# Rain complaint



## MarineGTO (Aug 24, 2005)

Ok so that problem with the rain in the window is actually a pain in the a$$ now! :willy: I was wondering if it rains in Australia? I didcided to quickly get in my car today during the rain and turned the key before the door was totally closed. Splash...I had left the wipers on from this morning and they threw a bucket of water on my left leg just before the door closed. Just one of those days..... Does anyone have one of those ugly black plastic things that create a lip so that you can crack the windows in the rain?? I have no idea what they are called. And the fat thing needs a rear wiper, I can't see anything in the rain through the back window!

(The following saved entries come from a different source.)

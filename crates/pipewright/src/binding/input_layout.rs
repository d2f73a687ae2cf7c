use std::collections::BTreeMap;

use crate::device::GraphicsDevice;
use crate::pipeline::{InputElement, InputLayout};

/// Input slot → (attribute location, element layout) pairs for the bound program.
#[derive(Debug, Clone, Default)]
pub struct AttributeRouting<'p> {
    slots: BTreeMap<u32, Vec<(u32, &'p InputElement)>>,
}

impl<'p> AttributeRouting<'p> {
    pub fn empty() -> Self {
        Self::default()
    }

    /// Attributes fed by `slot`, in ascending semantic-name order. Empty if none.
    #[inline]
    pub fn attributes(&self, slot: u32) -> &[(u32, &'p InputElement)] {
        self.slots.get(&slot).map(Vec::as_slice).unwrap_or(&[])
    }

    pub fn slots(&self) -> impl Iterator<Item = u32> + '_ {
        self.slots.keys().copied()
    }

    #[inline]
    pub fn is_empty(&self) -> bool {
        self.slots.is_empty()
    }
}

/// Looks up every input of `layout` in `program` and groups the active ones by slot.
///
/// Inputs the program does not expose (optimized out or never declared) are
/// skipped and contribute no entry.
pub fn resolve_input_layout<'p, D: GraphicsDevice>(
    device: &D,
    program: D::Program,
    layout: &'p InputLayout,
) -> AttributeRouting<'p> {
    let mut routing = AttributeRouting::empty();

    for (semantic_name, element) in layout.iter() {
        let Some(location) = device.attrib_location(program, semantic_name) else {
            log::debug!("input `{semantic_name}` is not active in the program; skipped");
            continue;
        };
        routing
            .slots
            .entry(element.input_slot)
            .or_default()
            .push((location, element));
    }

    routing
}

PS tell your friends without auto lights to turn their lights on in the rain! I almost ate a bumper today!


----------



## dealernut (Oct 22, 2005)

I have done that with one of the dealerships GTO's. Totally soaked myself. The T/A's did it, but not as bad as the GTO. 

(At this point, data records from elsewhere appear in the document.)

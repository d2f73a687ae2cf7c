use std::fmt;

use crate::device::GraphicsDevice;

use super::Command;

/// Ordered command list.
///
/// Order is significant and preserved verbatim: the interpreter applies
/// commands one by one, never reordering or batching them.
pub struct Pass<'p, D: GraphicsDevice> {
    commands: Vec<Command<'p, D>>,
}

impl<'p, D: GraphicsDevice> Pass<'p, D> {
    #[inline]
    pub fn new() -> Self {
        Self { commands: Vec::new() }
    }

    /// Appends `cmd` after every command already recorded.
    #[inline]
    pub fn push(&mut self, cmd: Command<'p, D>) {
        self.commands.push(cmd);
    }

    #[inline]
    pub fn with(mut self, cmd: Command<'p, D>) -> Self {
        self.push(cmd);
        self
    }

    #[inline]
    pub fn commands(&self) -> &[Command<'p, D>] {
        &self.commands
    }

    #[inline]
    pub fn len(&self) -> usize {
        self.commands.len()
    }

    #[inline]
    pub fn is_empty(&self) -> bool {
        self.commands.is_empty()
    }
}

impl<D: GraphicsDevice> Default for Pass<'_, D> {
    fn default() -> Self {
        Self::new()
    }
}

impl<'p, D: GraphicsDevice> From<Vec<Command<'p, D>>> for Pass<'p, D> {
    fn from(commands: Vec<Command<'p, D>>) -> Self {
        Self { commands }
    }
}

impl<D: GraphicsDevice> fmt::Debug for Pass<'_, D> {
    fn fmt(&self, f: &mut fmt::Formatter<'_>) -> fmt::Result {
        f.debug_list().entries(&self.commands).finish()
    }
}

I think you are talking about rainguards. I have never seen them on the car, but any parts store should carry them.


----------



## GTODEALER (Jan 7, 2005)

SRT-4's are really bad about it....


----------



## Guest (Nov 21, 2005)

PepBoys carries them for about $20


----------



## Warren11050 (Jun 30, 2005)

Those things are FUGLY! Just remember to turn off you wipers. Don't ruin your GTO with stupid eruo trash. :cheers


----------



## Guest (Nov 21, 2005)

if it keeps the man dry, its the best thing ever invented.


----------



## Justice (Oct 9, 2005)

So you want to attach Rain Guards / Wind Deflectors to the car? Think about this for a moment.. they attach to the door frame above the window. 

The door is open....

:willy:


----------



## dealernut (Oct 22, 2005)

Justice said:


> So you want to attach Rain Guards / Wind Deflectors to the car? Think about this for a moment.. they attach to the door frame above the window.
> 
> The door is open....
> 
> :willy:


 :agree I'm wit you on this one.


----------



## Guest (Nov 21, 2005)

Justice said:


> So you want to attach Rain Guards / Wind Deflectors to the car? Think about this for a moment.. they attach to the door frame above the window.
> 
> The door is open....
> 
> :willy:



oh yeah....


----------



## JMJ80 (Sep 22, 2005)

RAIN-X i have used religously since i started driving 9 years ago :cheers


----------



## MarineGTO (Aug 24, 2005)

I don't think I could honestly make that ugly addition to my car. I just remember the days that those things were on any car with a smoker for a driver. I just miss driving with my windows open, this is the first time I have riddin it in the rain. I think the 400 horses up front were snickering when I got splashed. oh well they earned that right with the way I drive. :cool 
Turning off the wipers when i shut down will be in my permanent memory now, just like turning off the TC before running at the strip: 14.20 with it on a few weeks ago!! Only could pull 13.77 out of her with it off. (not quite experienced yet :confused but am practicing)


----------



## Guest (Nov 22, 2005)

Its your car getting you back for choking up its AC with smoke .. :lol: ...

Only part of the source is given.